Start date: unknown due to weather and other variables - start date will only be able to be estimated 7 days prior
End date: 21 days after initial departure, plus your time to return the rental car and fly home.
Any suggestions/ideas/inspo video compilations you'd like to share to further communicate what you, the client, envisions the final product to look like?
Nope! It is all up for your interpretation. We trust your vision. You create and document as you see fit.

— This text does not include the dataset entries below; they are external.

//! # storage
//!
//! why: state what the consensus engine needs from durable storage, independent of any engine
//! relations: implemented by raft-storage (redb-backed Store, InMemoryStore)
//! what: LogStore and StableStore traits, term/vote persistence on top of StableStore

use crate::codec::{decode_index, encode_index};
use crate::error::CodecError;
use crate::log::LogEntry;

/// stable key holding the current term
pub const CURRENT_TERM_KEY: &[u8] = b"CurrentTerm";

/// stable key holding the candidate voted for in the current term
pub const LAST_VOTE_CANDIDATE_KEY: &[u8] = b"LastVoteCand";

/// durable storage for the replicated log
///
/// implementations take `&self`: a store is a shared facade and any
/// synchronisation comes from the engine underneath it
pub trait LogStore {
    /// error returned by every operation
    type Error: std::error::Error + From<CodecError> + Send + Sync + 'static;

    /// smallest index present, or 0 when the log is empty
    fn first_index(&self) -> Result<u64, Self::Error>;

    /// largest index present, or 0 when the log is empty
    fn last_index(&self) -> Result<u64, Self::Error>;

    /// fetch the entry at `index`
    ///
    /// a missing entry is an error the caller can recognise as non-fatal
    /// (e.g. already compacted away), distinct from a corrupt one
    fn get_log(&self, index: u64) -> Result<LogEntry, Self::Error>;

    /// store a single entry
    fn store_log(&self, entry: &LogEntry) -> Result<(), Self::Error> {
        self.store_logs(std::slice::from_ref(entry))
    }

    /// store entries as one atomic batch: all become visible or none do
    ///
    /// indices need not continue the current tail, an existing index is overwritten
    fn store_logs(&self, entries: &[LogEntry]) -> Result<(), Self::Error>;

    /// delete every entry in `[min, max]`, both ends inclusive, atomically
    fn delete_range(&self, min: u64, max: u64) -> Result<(), Self::Error>;
}

/// durable storage for small facts such as term and vote
pub trait StableStore {
    /// error returned by every operation
    type Error: std::error::Error + From<CodecError> + Send + Sync + 'static;

    /// upsert a value
    fn set(&self, key: &[u8], value: &[u8]) -> Result<(), Self::Error>;

    /// read a value, an absent key yields an empty vec rather than an error
    fn get(&self, key: &[u8]) -> Result<Vec<u8>, Self::Error>;

    /// upsert a u64 as 8 big-endian bytes
    fn set_u64(&self, key: &[u8], value: u64) -> Result<(), Self::Error> {
        self.set(key, &encode_index(value))
    }

    /// read a u64, an absent key yields 0
    fn get_u64(&self, key: &[u8]) -> Result<u64, Self::Error> {
        let value = self.get(key)?;
        if value.is_empty() {
            return Ok(0);
        }
        Ok(decode_index(&value)?)
    }

    /// persist the current term and who we voted for in it
    fn save_term_and_vote(&self, term: u64, voted_for: Option<u64>) -> Result<(), Self::Error> {
        self.set_u64(CURRENT_TERM_KEY, term)?;
        match voted_for {
            Some(candidate) => self.set_u64(LAST_VOTE_CANDIDATE_KEY, candidate),
            // empty value reads back as "no vote"
            None => self.set(LAST_VOTE_CANDIDATE_KEY, &[]),
        }
    }

    /// load the persisted term and vote, `(0, None)` for a fresh node
    fn load_term_and_vote(&self) -> Result<(u64, Option<u64>), Self::Error> {
        let term = self.get_u64(CURRENT_TERM_KEY)?;
        let vote = self.get(LAST_VOTE_CANDIDATE_KEY)?;
        let voted_for = if vote.is_empty() {
            None
        } else {
            Some(decode_index(&vote)?)
        };
        Ok((term, voted_for))
    }
}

For once, I was disappointed in this answer. At first. But at first being for a good week. This immensely vague response coming from a company I have never worked for before, on an assignment I've never captured anything even close to... how do they even know I can do it?! How are they so confident in their trust through their investment in such a project?! Several days into this response rattling in my head, I even became frustrated. I just wanted more "constraints" - the project alone is so up in the air with over FORTY constantly changing variables - wind/weather/storms/weight & height of the equipment loaded/river current/locks and dam closures/YOU NAME IT. I finally gave up what I'd tried to convey to Lisa about the whole thing - the facade that I knew exactly what they meant & how I was going to pull this off - and I confessed my recent feelings on their entire confidence of trust with me on this, and no real direction as to how they expected me to capture this.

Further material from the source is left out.